Death mark Vegito 作:名無しのななな
「ここで私ができる道は二つ」
「一つはこのまま死を選ぶ道」
「…もう一つは何だ」
九条さやのようにあんな死に方をするのはごめんだ
「シルシに抗う道です。」
すなわち、シルシの呪いを消滅させる方法。シルシを消すための鍵を探さなければならない。
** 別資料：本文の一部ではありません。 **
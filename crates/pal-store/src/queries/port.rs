use chrono::{DateTime, Utc};
use pal_types::{Port, PortStatus, PortType};
use rusqlite::{params, Connection, OptionalExtension, Row};

use crate::error::invalid_column;
use crate::records::PortCounts;
use crate::Result;

const PORT_COLS: &str = "id, title, status, port_type, session_id, agent_id, file_path, \
     created_at, started_at, completed_at, input_tokens, output_tokens, cost, duration_secs, \
     failure_summary";

fn row_to_port(row: &Row) -> rusqlite::Result<Port> {
    let status_raw: String = row.get(2)?;
    let type_raw: String = row.get(3)?;
    Ok(Port {
        id: row.get(0)?,
        title: row.get(1)?,
        status: PortStatus::parse(&status_raw)
            .ok_or_else(|| invalid_column(2, "port status", &status_raw))?,
        port_type: PortType::parse(&type_raw)
            .ok_or_else(|| invalid_column(3, "port type", &type_raw))?,
        session_id: row.get(4)?,
        agent_id: row.get(5)?,
        file_path: row.get(6)?,
        created_at: row.get(7)?,
        started_at: row.get(8)?,
        completed_at: row.get(9)?,
        input_tokens: row.get::<_, i64>(10)? as u64,
        output_tokens: row.get::<_, i64>(11)? as u64,
        cost: row.get(12)?,
        duration_secs: row.get(13)?,
        failure_summary: row.get(14)?,
    })
}

pub fn insert(conn: &Connection, port: &Port) -> Result<()> {
    conn.execute(
        r#"
        INSERT INTO ports (
            id, title, status, port_type, session_id, agent_id, file_path,
            created_at, started_at, completed_at, input_tokens, output_tokens,
            cost, duration_secs, failure_summary
        )
        VALUES (?1, ?2, ?3, ?4, ?5, ?6, ?7, ?8, ?9, ?10, ?11, ?12, ?13, ?14, ?15)
        "#,
        params![
            &port.id,
            &port.title,
            port.status.as_str(),
            port.port_type.as_str(),
            &port.session_id,
            &port.agent_id,
            &port.file_path,
            port.created_at,
            port.started_at,
            port.completed_at,
            port.input_tokens as i64,
            port.output_tokens as i64,
            port.cost,
            port.duration_secs,
            &port.failure_summary,
        ],
    )?;
    Ok(())
}

pub fn get(conn: &Connection, port_id: &str) -> Result<Option<Port>> {
    let port = conn
        .query_row(
            &format!("SELECT {} FROM ports WHERE id = ?1", PORT_COLS),
            [port_id],
            row_to_port,
        )
        .optional()?;
    Ok(port)
}

pub fn exists(conn: &Connection, port_id: &str) -> Result<bool> {
    let found: Option<i64> = conn
        .query_row("SELECT 1 FROM ports WHERE id = ?1", [port_id], |row| {
            row.get(0)
        })
        .optional()?;
    Ok(found.is_some())
}

/// Compare-and-set: pending -> running. Returns false when the row was not
/// pending anymore (a concurrent start wins exactly once).
pub fn start(
    conn: &Connection,
    port_id: &str,
    session_id: Option<&str>,
    at: DateTime<Utc>,
) -> Result<bool> {
    let updated = conn.execute(
        "UPDATE ports SET status = 'running', started_at = ?2, session_id = COALESCE(?3, session_id)
         WHERE id = ?1 AND status = 'pending'",
        params![port_id, at, session_id],
    )?;
    Ok(updated > 0)
}

/// Compare-and-set: running -> terminal/blocked with closing bookkeeping.
pub fn close(
    conn: &Connection,
    port_id: &str,
    status: PortStatus,
    at: DateTime<Utc>,
    failure_summary: Option<&str>,
) -> Result<bool> {
    let updated = conn.execute(
        r#"
        UPDATE ports SET
            status = ?2,
            completed_at = ?3,
            duration_secs = CAST(strftime('%s', ?3) AS INTEGER) - CAST(strftime('%s', started_at) AS INTEGER),
            failure_summary = ?4
        WHERE id = ?1 AND status = 'running'
        "#,
        params![port_id, status.as_str(), at, failure_summary],
    )?;
    Ok(updated > 0)
}

/// blocked -> pending, clearing the closing bookkeeping.
pub fn reopen(conn: &Connection, port_id: &str) -> Result<bool> {
    let updated = conn.execute(
        "UPDATE ports SET status = 'pending', completed_at = NULL, duration_secs = NULL,
                          failure_summary = NULL
         WHERE id = ?1 AND status = 'blocked'",
        [port_id],
    )?;
    Ok(updated > 0)
}

/// Mark a pending port blocked (upstream failure cascade).
pub fn block_pending(conn: &Connection, port_id: &str, reason: &str) -> Result<bool> {
    let updated = conn.execute(
        "UPDATE ports SET status = 'blocked', failure_summary = ?2
         WHERE id = ?1 AND status = 'pending'",
        params![port_id, reason],
    )?;
    Ok(updated > 0)
}

pub fn set_agent(conn: &Connection, port_id: &str, agent_id: &str) -> Result<bool> {
    let updated = conn.execute(
        "UPDATE ports SET agent_id = ?2 WHERE id = ?1",
        params![port_id, agent_id],
    )?;
    Ok(updated > 0)
}

pub fn add_usage(
    conn: &Connection,
    port_id: &str,
    input_tokens: u64,
    output_tokens: u64,
    cost: f64,
) -> Result<bool> {
    let updated = conn.execute(
        "UPDATE ports SET input_tokens = input_tokens + ?2, output_tokens = output_tokens + ?3,
                          cost = cost + ?4
         WHERE id = ?1",
        params![port_id, input_tokens as i64, output_tokens as i64, cost],
    )?;
    Ok(updated > 0)
}

pub fn list(conn: &Connection, status: Option<PortStatus>, limit: usize) -> Result<Vec<Port>> {
    let query = match status {
        Some(s) => format!(
            "SELECT {} FROM ports WHERE status = '{}' ORDER BY created_at LIMIT {}",
            PORT_COLS,
            s.as_str(),
            limit
        ),
        None => format!(
            "SELECT {} FROM ports ORDER BY created_at LIMIT {}",
            PORT_COLS, limit
        ),
    };

    let mut stmt = conn.prepare(&query)?;
    let ports = stmt
        .query_map([], row_to_port)?
        .collect::<std::result::Result<Vec<_>, _>>()?;
    Ok(ports)
}

pub fn list_for_session(conn: &Connection, session_id: &str) -> Result<Vec<Port>> {
    let mut stmt = conn.prepare(&format!(
        "SELECT {} FROM ports WHERE session_id = ?1 ORDER BY created_at",
        PORT_COLS
    ))?;
    let ports = stmt
        .query_map([session_id], row_to_port)?
        .collect::<std::result::Result<Vec<_>, _>>()?;
    Ok(ports)
}

pub fn counts(conn: &Connection) -> Result<PortCounts> {
    conn.query_row(
        r#"
        SELECT
            COALESCE(SUM(status = 'pending'), 0),
            COALESCE(SUM(status = 'running'), 0),
            COALESCE(SUM(status = 'complete'), 0),
            COALESCE(SUM(status = 'failed'), 0),
            COALESCE(SUM(status = 'blocked'), 0)
        FROM ports
        "#,
        [],
        |row| {
            Ok(PortCounts {
                pending: row.get::<_, i64>(0)? as u64,
                running: row.get::<_, i64>(1)? as u64,
                complete: row.get::<_, i64>(2)? as u64,
                failed: row.get::<_, i64>(3)? as u64,
                blocked: row.get::<_, i64>(4)? as u64,
            })
        },
    )
    .map_err(Into::into)
}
「まずは、怪異の出現した場所を、調べる必要がありそうです」
「…怪異スポットを調べろってことか?」
「はい。天から垂れる蜘蛛の糸のような、か細い可能性ですが…」
もう少し希望のある可能性を期待していたが、現実はそう甘くないようだ。
「さっさと行こうぜ?」
しびれを切らしたようにベジットさんが言う。相変わらず怪異に恐怖を感じていないようだ。
「おじさん…」
それに対し、萌はかなり不安そうだ。
自分一人だったらこのまま抵抗しない道をを選んでいたかもしれない。
しかし、年端もいかない少女が九条さやのように奇怪な方法で殺されるのは忍びない。それに、どこか頼もしい人もいる。
「…お前を信頼しよう。メリイ」
「シルシに抗うということですね」
「かしこまりました。ではお三方にできる限り尽力いたしましょう。」
そう言うメリイの声色はどこか嬉しそうだった。
まずは、花彦くんが出たといわれるH小学校に行かなくては。
メリイ曰く、九条館のガレージに停めてある車を自由に使ってよいとのこと。
キーが差しっぱなしだったヴィンテージのワゴンに乗り込む。
「なあ、一ついいか。」
ベジットが車に乗り込もうとしたときに聞いてくる。
「メリイによるとお前はかなり記憶を失ったと聞いたが、大丈夫なのか?」
「たしかに…ベジットさんは運転できないんですか?」
「悪いが、こんな車は運転したことないんでな」
「やっぱりベジットさん海外の人…?さっきの話が本当だったら宇宙人説も濃厚ですよ?」
宇宙人説…生命エネルギーを感じることができること。つまり、知っている者ならどこにいるのか分かるんだったな。
…充分人間をやめてないか?とはいえ…
「運転は大丈夫、問題ない…はずだ。ハンドルを握れば、そのうちいろいろ思い出す。」
「なにそれ、なんか怖いんだけど」
免許不携帯も萌から指摘されたが、今はそこに構っている暇はない。
夜明けまであと五時間ほど。徒歩で向かう余裕はない。
「命が掛かってるんだ。悪いが、少しスリルを味わってくれ。」
「…おじさん、見かけみよらず無茶するタイプなんだね」
「こんなことで面倒ごとはごめんだぜ?」
「くれぐれも安全運転でよろしくね」
変なプレッシャーを掛けないでほしいところだが…H小学校までは十分ほどだ。